Walther Bauersfeld (23 January 1879 in Berlin – 28 October 1959 in Heidenheim an der Brenz) was a German engineer, employed by the Zeiss Corporation, who, on a suggestion by the German astronomer Max Wolf, started work on the first projection planetarium in 1912. This work was stopped by military needs during World War I, but resumed after the war.
Bauersfeld completed the first planetarium, known as the Zeiss I model in 1923, and it was initially placed on the roof of a Zeiss building in the corporate headquarters town of Jena. This model projected 4,900 stars, and was limited to showing the sky only from Jena’s latitude. Subsequently, Bauersfeld developed the Model 2 with 8,956 stars, and full latitude capability.
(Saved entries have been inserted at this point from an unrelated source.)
//! The hold record stored under a variant's reservation key.
//!
//! Depending on how a value was written (or corrupted), the store can hand
//! back a well-formed record, some other JSON shape, or a string that is
//! not JSON at all. Decoding normalizes all of these at this boundary and
//! fails soft: malformed content reads as "no reservation info", never as
//! an error.

use chrono::{DateTime, Utc};
use serde::{Deserialize, Serialize};

/// The JSON value written by a successful reserve.
#[derive(Debug, Clone, PartialEq, Eq, Serialize, Deserialize)]
pub struct HoldRecord {
    /// Absolute expiry timestamp of the hold, UTC.
    #[serde(default)]
    pub reserved_until: Option<DateTime<Utc>>,
}

impl HoldRecord {
    /// An empty record: the key exists but carries no usable expiry.
    pub fn empty() -> Self {
        Self {
            reserved_until: None,
        }
    }
}

/// A stored value as it arrives from the store: either a decodable hold
/// record or some other JSON shape.
#[derive(Debug, Deserialize)]
#[serde(untagged)]
enum StoredHold {
    Decoded(HoldRecord),
    Other(serde_json::Value),
}

/// Decode a raw stored value into a [`HoldRecord`].
///
/// Non-JSON input and JSON of the wrong shape both normalize to an empty
/// record rather than propagating a decode error.
pub fn decode_hold(raw: &str) -> HoldRecord {
    match serde_json::from_str::<StoredHold>(raw) {
        Ok(StoredHold::Decoded(record)) => record,
        Ok(StoredHold::Other(_)) | Err(_) => HoldRecord::empty(),
    }
}

#[cfg(test)]
mod tests {
    use super::*;
    use chrono::TimeZone;

    #[test]
    fn test_decode_well_formed_record() {
        let record = decode_hold(r#"{"reserved_until":"2026-08-07T12:00:00Z"}"#);
        let expected = Utc.with_ymd_and_hms(2026, 8, 7, 12, 0, 0).unwrap();
        assert_eq!(record.reserved_until, Some(expected));
    }

    #[test]
    fn test_decode_round_trips_encoded_record() {
        let original = HoldRecord {
            reserved_until: Some(Utc.with_ymd_and_hms(2026, 8, 7, 12, 0, 0).unwrap()),
        };
        let encoded = serde_json::to_string(&original).unwrap();
        assert_eq!(decode_hold(&encoded), original);
    }

    #[test]
    fn test_decode_null_expiry() {
        let record = decode_hold(r#"{"reserved_until":null}"#);
        assert_eq!(record.reserved_until, None);
    }

    #[test]
    fn test_decode_missing_field() {
        let record = decode_hold(r#"{"something_else":true}"#);
        assert_eq!(record.reserved_until, None);
    }

    #[test]
    fn test_decode_wrong_type_fails_soft() {
        let record = decode_hold(r#"{"reserved_until":12345}"#);
        assert_eq!(record.reserved_until, None);
    }

    #[test]
    fn test_decode_non_object_json_fails_soft() {
        assert_eq!(decode_hold("[1,2,3]"), HoldRecord::empty());
        assert_eq!(decode_hold("42"), HoldRecord::empty());
        assert_eq!(decode_hold(r#""just a string""#), HoldRecord::empty());
    }

    #[test]
    fn test_decode_garbage_fails_soft() {
        assert_eq!(decode_hold("not json at all"), HoldRecord::empty());
        assert_eq!(decode_hold(""), HoldRecord::empty());
    }
}
//! Route definitions for the Stockhold HTTP API.
//!
//! The reservation endpoint lives at the app-proxy path `/apps/reserve`;
//! health endpoints are mounted under `/api`. The router receives
//! `AppState` and passes it to all handlers via Axum's `State` extractor.

use axum::{Router, routing::get};
use tower_http::trace::TraceLayer;

use crate::handlers;
use crate::state::AppState;

/// Build the complete Axum router with all routes and middleware.
///
/// Receives the fully-constructed `AppState` and threads it through
/// every route via `.with_state(state)`.
pub fn build_router(state: AppState) -> Router {
    Router::new()
        .merge(proxy_routes())
        .nest("/api", health_routes())
        .layer(TraceLayer::new_for_http())
        .with_state(state)
}

/// App-proxy reservation endpoint. One route, action-dispatched.
fn proxy_routes() -> Router<AppState> {
    Router::new().route(
        "/apps/reserve",
        get(handlers::reserve::reserve_proxy).post(handlers::reserve::reserve_proxy),
    )
}

/// Health check endpoints (no signature required)
fn health_routes() -> Router<AppState> {
    Router::new()
        .route("/health", get(handlers::health::health))
        .route("/health/detailed", get(handlers::health::health_detailed))
}
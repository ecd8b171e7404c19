//! The app-proxy reservation endpoint.
//!
//! A single route dispatches on the `action` query parameter the way the
//! storefront proxy sends it: `reserve`, `check`, or `release`, with the
//! default depending on the HTTP method.

use std::collections::HashMap;

use axum::Json;
use axum::extract::{Query, State};
use axum::http::{Method, StatusCode};
use axum::response::{IntoResponse, Response};

use stockhold_core::error::AppError;
use stockhold_service::reservation::manager::ReserveOutcome;

use crate::dto::request::ReserveBody;
use crate::dto::response::{ApiResponse, HoldStatusResponse, ReleaseResponse, ReserveResponse};
use crate::state::AppState;

/// GET|POST /apps/reserve
pub async fn reserve_proxy(
    State(state): State<AppState>,
    method: Method,
    Query(params): Query<HashMap<String, String>>,
    body: Option<Json<ReserveBody>>,
) -> Result<Response, AppError> {
    // The trust signal gates everything; no store access before it passes.
    if !state.signature.verify(&params) {
        return Err(AppError::unauthorized("invalid or missing signature"));
    }

    let action = params
        .get("action")
        .map(|a| a.to_lowercase())
        .filter(|a| !a.is_empty())
        .unwrap_or_else(|| default_action(&method).to_string());

    let variant_id = params
        .get("variant_id")
        .cloned()
        .filter(|v| !v.is_empty())
        .or_else(|| body.and_then(|Json(b)| b.variant_id))
        .unwrap_or_default();

    match action.as_str() {
        "reserve" => {
            let outcome = state.reservations.reserve(&variant_id).await?;
            Ok(reserve_response(outcome))
        }
        "check" => {
            let status = state.reservations.check(&variant_id).await?;
            Ok(Json(ApiResponse::ok(HoldStatusResponse {
                reserved: status.reserved,
                reserved_until: status.reserved_until,
            }))
            .into_response())
        }
        "release" => {
            state.reservations.release(&variant_id).await?;
            Ok(Json(ApiResponse::ok(ReleaseResponse { released: true })).into_response())
        }
        other => Err(AppError::validation(format!("invalid action '{other}'"))),
    }
}

/// GET defaults to a read, anything else to a reserve.
fn default_action(method: &Method) -> &'static str {
    if method == Method::GET { "check" } else { "reserve" }
}

/// A created hold is 200; a lost race is 409 carrying the winner's expiry.
fn reserve_response(outcome: ReserveOutcome) -> Response {
    match outcome {
        ReserveOutcome::Created { reserved_until } => Json(ApiResponse::ok(ReserveResponse {
            reserved: true,
            reserved_until: Some(reserved_until),
        }))
        .into_response(),
        ReserveOutcome::AlreadyHeld { reserved_until } => (
            StatusCode::CONFLICT,
            Json(ApiResponse::ok(ReserveResponse {
                reserved: false,
                reserved_until,
            })),
        )
            .into_response(),
    }
}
Over a dozen were installed before World War II again suspended planetarium work. These inter-war planetariums were built in Berlin and Düsseldorf in Germany, as well as Rome, Paris, Chicago, Los Angeles and New York. The Zeiss I planetarium in Jena is also considered the first geodesic dome derived from the icosahedron, more than 20 years before Buckminster Fuller reinvented and popularized this design.
He was awarded the Franklin Institute’s Elliott Cresson Medal in 1933.
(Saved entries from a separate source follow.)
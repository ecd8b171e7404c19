//! Redis store provider implementation.

use std::time::Duration;

use async_trait::async_trait;
use redis::AsyncCommands;

use stockhold_core::error::{AppError, ErrorKind};
use stockhold_core::result::AppResult;
use stockhold_core::traits::store::StoreProvider;

use super::client::RedisClient;

/// Redis-backed store provider.
///
/// TTL enforcement is delegated entirely to Redis: keys are written with
/// `EX` and disappear on their own, so an expired reservation is simply an
/// absent key on the next read.
#[derive(Debug, Clone)]
pub struct RedisStoreProvider {
    /// Redis client.
    client: RedisClient,
}

impl RedisStoreProvider {
    /// Create a new Redis store provider.
    pub fn new(client: RedisClient) -> Self {
        Self { client }
    }

    /// Map a Redis error to an AppError.
    fn map_err(e: redis::RedisError) -> AppError {
        AppError::with_source(ErrorKind::Store, format!("Redis error: {e}"), e)
    }
}

#[async_trait]
impl StoreProvider for RedisStoreProvider {
    async fn get(&self, key: &str) -> AppResult<Option<String>> {
        let full_key = self.client.prefixed_key(key);
        let mut conn = self.client.conn_mut();
        let result: Option<String> = conn.get(&full_key).await.map_err(Self::map_err)?;
        Ok(result)
    }

    async fn set_nx(&self, key: &str, value: &str, ttl: Duration) -> AppResult<bool> {
        let full_key = self.client.prefixed_key(key);
        let mut conn = self.client.conn_mut();

        // SET key value EX ttl NX — the single atomic operation the whole
        // reservation protocol relies on.
        let result: Option<String> = redis::cmd("SET")
            .arg(&full_key)
            .arg(value)
            .arg("EX")
            .arg(ttl.as_secs())
            .arg("NX")
            .query_async(&mut conn)
            .await
            .map_err(Self::map_err)?;

        Ok(result.is_some())
    }

    async fn delete(&self, key: &str) -> AppResult<()> {
        let full_key = self.client.prefixed_key(key);
        let mut conn = self.client.conn_mut();
        let _: () = conn.del(&full_key).await.map_err(Self::map_err)?;
        Ok(())
    }

    async fn exists(&self, key: &str) -> AppResult<bool> {
        let full_key = self.client.prefixed_key(key);
        let mut conn = self.client.conn_mut();
        let result: bool = conn.exists(&full_key).await.map_err(Self::map_err)?;
        Ok(result)
    }

    async fn health_check(&self) -> AppResult<bool> {
        let mut conn = self.client.conn_mut();
        let pong: String = redis::cmd("PING")
            .query_async(&mut conn)
            .await
            .map_err(Self::map_err)?;
        Ok(pong == "PONG")
    }
}
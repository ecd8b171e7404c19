//! # stockhold-core
//!
//! Core crate for Stockhold. Contains the store provider trait,
//! configuration schemas, and the unified error system.
//!
//! This crate has **no** internal dependencies on other Stockhold crates.

pub mod config;
pub mod error;
pub mod result;
pub mod traits;
pub mod types;

pub use error::AppError;
pub use result::AppResult;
Post-war, the Zeiss firm, like Germany, divided in two. Bauersfeld remained with the core firm in Jena, East Germany, where after 1953 he developed the ZKP-1 (Zeisskleinplanetarium=Zeiss Small Planetarium #1). This was intended for small dome planetariums, and while it had latitude change capabilities, the operator had to turn a hand crank to accomplish this. The ZKP-2 added a motor for latitude change. Bauersfeld retired shortly after the ZKP-2 was introduced.